(EXERCISE INPUT Opens)

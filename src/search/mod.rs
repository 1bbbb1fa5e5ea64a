//! Goal-directed search over any [`Graph`](crate::graph::Graph) backend.

pub mod engine;
pub mod frontier;

pub use engine::{
    is_reachable, search, Path, Search, SearchOutcome, SearchState, Strategy, TreeVertex,
};
pub use frontier::{FifoFrontier, Frontier, LifoFrontier, PriorityFrontier};
//! Adjacency-matrix storage backend.

use std::collections::HashSet;
use std::marker::PhantomData;

use crate::types::{Edge, GraphError, GraphResult, VertexId};

use super::{Directed, Directedness, Graph, Undirected};

/// Graph stored as a square weight grid indexed by vertex id, grown on
/// demand.
///
/// A presence set of ordered pairs rides alongside the grid: it gives O(1)
/// duplicate detection and distinguishes a legitimate zero-weight edge from
/// an absent cell, which both read as `0.0` from the grid itself.
///
/// O(V) neighbor queries and O(V²) space; growing to a new maximum vertex id
/// copies the existing grid into a larger zero-initialized one, preserving
/// all prior entries by position.
///
/// Unlike the list-backed variants, neighbor queries on a vertex that has
/// never appeared in any edge return an empty result instead of failing.
pub struct AdjacencyMatrixGraph<D: Directedness> {
    weights: Vec<Vec<f64>>,
    present: HashSet<(VertexId, VertexId)>,
    _directedness: PhantomData<D>,
}

/// Adjacency-matrix graph storing one cell per edge.
pub type DirectedAdjacencyMatrixGraph = AdjacencyMatrixGraph<Directed>;

/// Adjacency-matrix graph storing a cell and its mirror per edge.
pub type UndirectedAdjacencyMatrixGraph = AdjacencyMatrixGraph<Undirected>;

impl<D: Directedness> AdjacencyMatrixGraph<D> {
    /// Create a new empty graph.
    pub fn new() -> Self {
        Self {
            weights: Vec::new(),
            present: HashSet::new(),
            _directedness: PhantomData,
        }
    }

    /// Current side length of the grid. One past the largest vertex id seen.
    pub fn capacity(&self) -> usize {
        self.weights.len()
    }

    /// Number of stored edge records (both directions count separately on
    /// undirected graphs).
    pub fn edge_count(&self) -> usize {
        self.present.len()
    }

    fn grow_to(&mut self, side: usize) {
        if side <= self.weights.len() {
            return;
        }
        for row in &mut self.weights {
            row.resize(side, 0.0);
        }
        while self.weights.len() < side {
            self.weights.push(vec![0.0; side]);
        }
    }

    fn set_cell(&mut self, from: VertexId, to: VertexId, weight: f64) {
        self.weights[from as usize][to as usize] = weight;
        self.present.insert((from, to));
    }
}

impl<D: Directedness> Default for AdjacencyMatrixGraph<D> {
    fn default() -> Self {
        Self::new()
    }
}

impl<D: Directedness> Graph for AdjacencyMatrixGraph<D> {
    fn vertices(&self) -> HashSet<VertexId> {
        self.present.iter().flat_map(|&(u, v)| [u, v]).collect()
    }

    fn edges(&self) -> Vec<Edge> {
        self.present
            .iter()
            .map(|&(from, to)| Edge::new(from, to, self.weights[from as usize][to as usize]))
            .collect()
    }

    fn add_edge(&mut self, from: VertexId, to: VertexId, weight: f64) -> GraphResult<()> {
        if self.present.contains(&(from, to)) || (D::MIRRORS && self.present.contains(&(to, from)))
        {
            return Err(GraphError::DuplicateEdge { from, to });
        }

        self.grow_to(from.max(to) as usize + 1);
        self.set_cell(from, to, weight);
        if D::MIRRORS && from != to {
            self.set_cell(to, from, weight);
        }
        Ok(())
    }

    fn edges_from(&self, vertex: VertexId) -> GraphResult<Vec<Edge>> {
        let side = self.capacity() as VertexId;
        Ok((0..side)
            .filter(|&to| self.present.contains(&(vertex, to)))
            .map(|to| Edge::new(vertex, to, self.weights[vertex as usize][to as usize]))
            .collect())
    }

    fn edges_to(&self, vertex: VertexId) -> GraphResult<Vec<Edge>> {
        let side = self.capacity() as VertexId;
        Ok((0..side)
            .filter(|&from| self.present.contains(&(from, vertex)))
            .map(|from| Edge::new(from, vertex, self.weights[from as usize][vertex as usize]))
            .collect())
    }

    fn contains_vertex(&self, vertex: VertexId) -> bool {
        self.present
            .iter()
            .any(|&(u, v)| u == vertex || v == vertex)
    }
}

impl UndirectedAdjacencyMatrixGraph {
    /// Check that the grid equals its transpose weight-for-weight and that
    /// the presence set is symmetric.
    ///
    /// On-demand consistency check; `add_edge` already maintains the
    /// invariant, so a failure here means the backend was corrupted.
    pub fn validate_undirectedness(&self) -> GraphResult<()> {
        for &(from, to) in &self.present {
            if !self.present.contains(&(to, from)) {
                return Err(GraphError::InvariantViolation { from, to });
            }
        }
        for row in 0..self.weights.len() {
            for col in 0..row {
                if self.weights[row][col] != self.weights[col][row] {
                    return Err(GraphError::InvariantViolation {
                        from: row as VertexId,
                        to: col as VertexId,
                    });
                }
            }
        }
        Ok(())
    }
}

#[cfg(test)]
mod tests {
    use super::*;

    #[test]
    fn validator_catches_asymmetric_presence() {
        let mut graph = UndirectedAdjacencyMatrixGraph::new();
        graph.add_edge(0, 1, 2.0).unwrap();

        // Plant a cell behind the API's back, without its mirror.
        graph.grow_to(4);
        graph.set_cell(2, 3, 1.0);

        let err = graph.validate_undirectedness().unwrap_err();
        assert_eq!(err, GraphError::InvariantViolation { from: 2, to: 3 });
    }

    #[test]
    fn validator_catches_transpose_mismatch() {
        let mut graph = UndirectedAdjacencyMatrixGraph::new();
        graph.add_edge(0, 1, 2.0).unwrap();

        // Corrupt one direction's weight.
        graph.weights[1][0] = 9.0;

        assert!(graph.validate_undirectedness().is_err());
    }

    #[test]
    fn zero_weight_edge_is_present() {
        let mut graph = DirectedAdjacencyMatrixGraph::new();
        graph.add_edge(0, 1, 0.0).unwrap();

        assert_eq!(graph.edge_count(), 1);
        assert_eq!(graph.edges_from(0).unwrap(), vec![Edge::new(0, 1, 0.0)]);
        // The duplicate check sees the zero-weight cell as occupied.
        assert!(graph.add_edge(0, 1, 5.0).is_err());
    }

    #[test]
    fn absent_vertex_queries_are_empty() {
        let graph = DirectedAdjacencyMatrixGraph::new();
        assert!(graph.edges_from(42).unwrap().is_empty());
        assert!(graph.edges_to(42).unwrap().is_empty());
    }
}
//! wayfind — weighted-graph storage backends with pluggable goal-directed
//! search.
//!
//! Three interchangeable storage representations (edge list, adjacency list,
//! adjacency matrix), each in directed and undirected form, implement one
//! shared [`Graph`](graph::Graph) contract; a frontier-based search engine
//! consumes that contract to walk a graph from a start vertex to a goal with
//! exchangeable expansion orders (breadth-first, depth-first, cheapest-first).

pub mod graph;
pub mod search;
pub mod types;

// Re-export commonly used types at the crate root
pub use graph::{
    AdjacencyListGraph, AdjacencyMatrixGraph, Directed, DirectedAdjacencyListGraph,
    DirectedAdjacencyMatrixGraph, DirectedEdgeListGraph, Directedness, EdgeListGraph, Graph,
    Undirected, UndirectedAdjacencyListGraph, UndirectedAdjacencyMatrixGraph,
    UndirectedEdgeListGraph,
};
pub use search::{
    is_reachable, search, FifoFrontier, Frontier, LifoFrontier, Path, PriorityFrontier, Search,
    SearchOutcome, SearchState, Strategy, TreeVertex,
};
pub use types::{Edge, GraphError, GraphResult, VertexId, DEFAULT_WEIGHT};
use std::path::PathBuf;

use anyhow::{Context, Result};
use clap::{Parser, Subcommand};
use tracing::{Level, info, warn};
use tracing_subscriber::FmtSubscriber;

use undertone::{
    EmotionLabel, Engine, EngineConfig, HttpSink, JsonlSink, KeywordTable, Lemmatizer,
    LexiconLemmatizer, PassthroughLemmatizer, PredictionSink, contains_crisis_language,
    load_bundle, normalize, pick_label, score,
};

#[derive(Parser)]
#[command(name = "undertone")]
#[command(author, version, about = "Hybrid emotion inference over free text", long_about = None)]
struct Cli {
    #[command(subcommand)]
    command: Commands,
}

#[derive(Subcommand)]
enum Commands {
    /// Classify a text into an emotion label with probabilities
    Predict {
        /// Text to classify
        #[arg(short, long)]
        text: Option<String>,

        /// Read the text to classify from a file instead
        #[arg(short, long)]
        input: Option<PathBuf>,

        /// Directory holding model.json and vectorizer.json
        #[arg(long)]
        model_dir: Option<PathBuf>,

        /// JSON lexicon file with stop words and lemmas
        #[arg(long)]
        lexicon: Option<PathBuf>,

        /// Append prediction records to this JSONL file
        #[arg(long)]
        log: Option<PathBuf>,

        /// POST prediction records to this URL
        #[arg(long)]
        log_url: Option<String>,

        /// Number of labels to print
        #[arg(long, default_value = "5")]
        top: usize,

        /// Print the full prediction as JSON
        #[arg(long)]
        json: bool,

        /// Verbose output
        #[arg(short, long)]
        verbose: bool,
    },

    /// Show how the rule engine sees a text, without a model
    Analyze {
        /// Text to analyze
        #[arg(short, long)]
        text: Option<String>,

        /// Read the text to analyze from a file instead
        #[arg(short, long)]
        input: Option<PathBuf>,

        /// JSON lexicon file with stop words and lemmas
        #[arg(long)]
        lexicon: Option<PathBuf>,

        /// Verbose output
        #[arg(short, long)]
        verbose: bool,
    },
}

#[tokio::main]
async fn main() -> Result<()> {
    let cli = Cli::parse();

    match cli.command {
        Commands::Predict {
            text,
            input,
            model_dir,
            lexicon,
            log,
            log_url,
            top,
            json,
            verbose,
        } => {
            setup_logging(verbose);
            let text = read_text(text, input)?;
            run_predict(&text, model_dir, lexicon, log, log_url, top, json).await
        }
        Commands::Analyze {
            text,
            input,
            lexicon,
            verbose,
        } => {
            setup_logging(verbose);
            let text = read_text(text, input)?;
            analyze_text(&text, lexicon)
        }
    }
}

fn setup_logging(verbose: bool) {
    let level = if verbose { Level::DEBUG } else { Level::INFO };
    let subscriber = FmtSubscriber::builder().with_max_level(level).finish();
    tracing::subscriber::set_global_default(subscriber).ok();
}

fn read_text(text: Option<String>, input: Option<PathBuf>) -> Result<String> {
    match (text, input) {
        (Some(text), None) => Ok(text),
        (None, Some(path)) => std::fs::read_to_string(&path)
            .with_context(|| format!("Failed to read input file: {:?}", path)),
        (Some(_), Some(_)) => anyhow::bail!("Pass either --text or --input, not both"),
        (None, None) => anyhow::bail!("Pass --text or --input"),
    }
}

fn build_lemmatizer(lexicon: Option<PathBuf>) -> Box<dyn Lemmatizer> {
    match lexicon {
        Some(path) => match LexiconLemmatizer::load(&path) {
            Ok(lemmatizer) => {
                info!("Loaded lexicon from {:?}", path);
                Box::new(lemmatizer)
            }
            Err(err) => {
                warn!("Lexicon unavailable, skipping lemmatization: {err:#}");
                Box::new(PassthroughLemmatizer)
            }
        },
        None => Box::new(PassthroughLemmatizer),
    }
}

async fn run_predict(
    text: &str,
    model_dir: Option<PathBuf>,
    lexicon: Option<PathBuf>,
    log: Option<PathBuf>,
    log_url: Option<String>,
    top: usize,
    json: bool,
) -> Result<()> {
    let model = model_dir.as_deref().and_then(load_bundle);
    if model.is_none() {
        info!("No model loaded, using rule-based fallback");
    }

    let sink = if let Some(path) = log {
        PredictionSink::Jsonl(JsonlSink::new(path))
    } else if let Some(url) = log_url {
        PredictionSink::Http(HttpSink::new(url))
    } else {
        PredictionSink::Null
    };

    let engine = Engine::new(
        model,
        build_lemmatizer(lexicon),
        sink,
        EngineConfig::default(),
    );

    info!(
        "Classifying {} characters (model: {})",
        text.chars().count(),
        engine.model_version()
    );
    let prediction = engine.predict_emotion(text).await?;

    if json {
        println!("{}", serde_json::to_string_pretty(&prediction)?);
    } else {
        println!("Label: {}", prediction.label);
        println!();
        println!("Top probabilities");
        println!("-----------------");
        for (label, prob) in prediction.distribution.ranked().into_iter().take(top) {
            println!("{:<16} {:.3}", label.name(), prob);
        }
    }

    Ok(())
}

fn analyze_text(text: &str, lexicon: Option<PathBuf>) -> Result<()> {
    let keywords = KeywordTable::default();
    let lemmatizer = build_lemmatizer(lexicon);
    let normalized = normalize(text, lemmatizer.as_ref());
    let chars = text.chars().count();
    let threshold = EngineConfig::default().chunk_threshold_chars;

    println!("Text Analysis");
    println!("=============");
    println!("Characters: {}", chars);
    println!("Normalized: {}", normalized);
    println!(
        "Crisis language: {}",
        contains_crisis_language(&keywords, text, &normalized)
    );
    println!(
        "Chunking: {}",
        if chars > threshold {
            "yes (over the single-pass threshold)"
        } else {
            "no"
        }
    );
    println!();

    let scores = score(&keywords, text, &normalized);
    println!("Rule Scores");
    println!("-----------");
    if scores.is_zero() {
        println!("(no keyword matches)");
    } else {
        for label in EmotionLabel::ALL {
            if scores.get(label) > 0 {
                println!("{:<16} {}", label.name(), scores.get(label));
            }
        }
    }
    println!();

    let (label, _) = pick_label(&scores);
    println!("Rule-based label: {label}");

    Ok(())
}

(EXERCISE INPUT Closes)

### YOUR OBJECTIVE
Give back every line from the beginning of the records through the line holding "pub type DirectedAdjacencyMatrixGraph", exactly as it reads, and leave out the rest.

### TASK ANSWER
filename src/search/mod.rs
repository 1bbbb1fa5e5ea64a
//! Goal-directed search over any [`Graph`](crate::graph::Graph) backend.

pub mod engine;
pub mod frontier;

pub use engine::{
    is_reachable, search, Path, Search, SearchOutcome, SearchState, Strategy, TreeVertex,
};
pub use frontier::{FifoFrontier, Frontier, LifoFrontier, PriorityFrontier};
//! Adjacency-matrix storage backend.

use std::collections::HashSet;
use std::marker::PhantomData;

use crate::types::{Edge, GraphError, GraphResult, VertexId};

use super::{Directed, Directedness, Graph, Undirected};

/// Graph stored as a square weight grid indexed by vertex id, grown on
/// demand.
///
/// A presence set of ordered pairs rides alongside the grid: it gives O(1)
/// duplicate detection and distinguishes a legitimate zero-weight edge from
/// an absent cell, which both read as `0.0` from the grid itself.
///
/// O(V) neighbor queries and O(V²) space; growing to a new maximum vertex id
/// copies the existing grid into a larger zero-initialized one, preserving
/// all prior entries by position.
///
/// Unlike the list-backed variants, neighbor queries on a vertex that has
/// never appeared in any edge return an empty result instead of failing.
pub struct AdjacencyMatrixGraph<D: Directedness> {
    weights: Vec<Vec<f64>>,
    present: HashSet<(VertexId, VertexId)>,
    _directedness: PhantomData<D>,
}

/// Adjacency-matrix graph storing one cell per edge.
pub type DirectedAdjacencyMatrixGraph = AdjacencyMatrixGraph<Directed>;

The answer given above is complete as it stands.